Single Cluster with Sentiment Color Coding

Three keyword labels per cluster describe its contents. Initially, the system computes these labels based on the document keywords within the cluster. This process considers the reach of the documents’ sources to optimize the selection. Reducing the opacity of nodes and their hull shapes increases the label’s readability and reduces the overall visual load.

Interactive Cluster Map Features

  • Hovering over a document cluster hides its keywords and highlights its shape and nodes through higher opacity. The colors of its nodes become more vivid.
  • Clicking on a cluster triggers a new search, narrowing down the set of results to documents within the selected cluster.
  • Hovering over a single node highlights this node with an orange stroke. Additionally, a tooltip shows document keywords and the favicon of the source.

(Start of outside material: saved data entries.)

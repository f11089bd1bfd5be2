//! scanforge library: everything `main.rs` needs is `cli::run()`. All
//! output, including error reporting, is handled here; `main` only maps the
//! returned `Result` to a process exit code.

pub mod args;
pub mod commands;
pub mod config;
pub mod exit_codes;
pub mod logging;
pub mod support;

use clap::Parser;
use sf_core::ExitCode;

use crate::args::{Cli, Commands};
use crate::config::{CliOverrides, Config};

fn utf8_path(path: std::path::PathBuf) -> Result<camino::Utf8PathBuf, ExitCode> {
    camino::Utf8PathBuf::from_path_buf(path).map_err(|path| {
        tracing::error!(path = %path.display(), "path is not valid UTF-8");
        ExitCode::CLI_ARGS
    })
}

pub fn run() -> Result<(), ExitCode> {
    let cli = Cli::parse();
    logging::init(cli.verbose, cli.log_json);

    let overrides = CliOverrides {
        config_path: cli.config.clone().map(utf8_path).transpose()?,
        max_parallel: cli.max_parallel,
        checkpoint_dir: cli.checkpoint_dir.clone().map(utf8_path).transpose()?,
        severity_floor: cli.severity_floor.clone(),
    };
    let config = Config::discover(&overrides).map_err(|err| {
        tracing::error!(error = %err, "configuration error");
        ExitCode::CLI_ARGS
    })?;

    let runtime = tokio::runtime::Runtime::new().map_err(|err| {
        tracing::error!(error = %err, "failed to start the tokio runtime");
        ExitCode::INTERNAL
    })?;

    runtime.block_on(dispatch(cli.command, &config))
}

async fn dispatch(command: Commands, config: &Config) -> Result<(), ExitCode> {
    match command {
        Commands::Run { .. } => commands::run::execute(command, config).await,
        Commands::Status { .. } => commands::status::execute(command, config).await,
        Commands::Resume { .. } => commands::resume::execute(command, config).await,
        Commands::Cancel { .. } => commands::cancel::execute(command, config).await,
        Commands::Gate { .. } => commands::gate::execute(command, config).await,
        Commands::Broker { .. } => commands::broker::execute(command).await,
        Commands::Doctor { .. } => commands::doctor::execute(command).await,
    }
}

Cluster Map based on Document Similarity - Search Term: Biodiversity
Cluster Map based on the search term biodiversity, color-coded by sub-topic: climate change, rainforest, wildlife and ocean

Clustering Process

Keyword clustering tools have to balance accuracy and scalability. Common methods to build such tools include the Louvain method for community detection as well as K-means, which divides the collection of documents into a fixed amount of clusters. Each document belongs to the cluster with the nearest centroid. The story detection algorithm of webLyzard pursues a similar approach. It uses time slices to extract keywords and is particularly suited for the real-time clustering of very large document collections.

References

  1. Jain, A.K. (2010). Data Clustering: 50 Years Beyond K-means, Pattern Recognition Letters, 31(8): 651-666.
  2. Syed, K.A.A., Kröll, M., Sabol, V., Scharl, A. and Gindl, S. (2012). Incremental and Scalable Computation of Dynamic Topography Information Landscapes, Journal of Multimedia Processing and Technologies, 3(1): 49-65.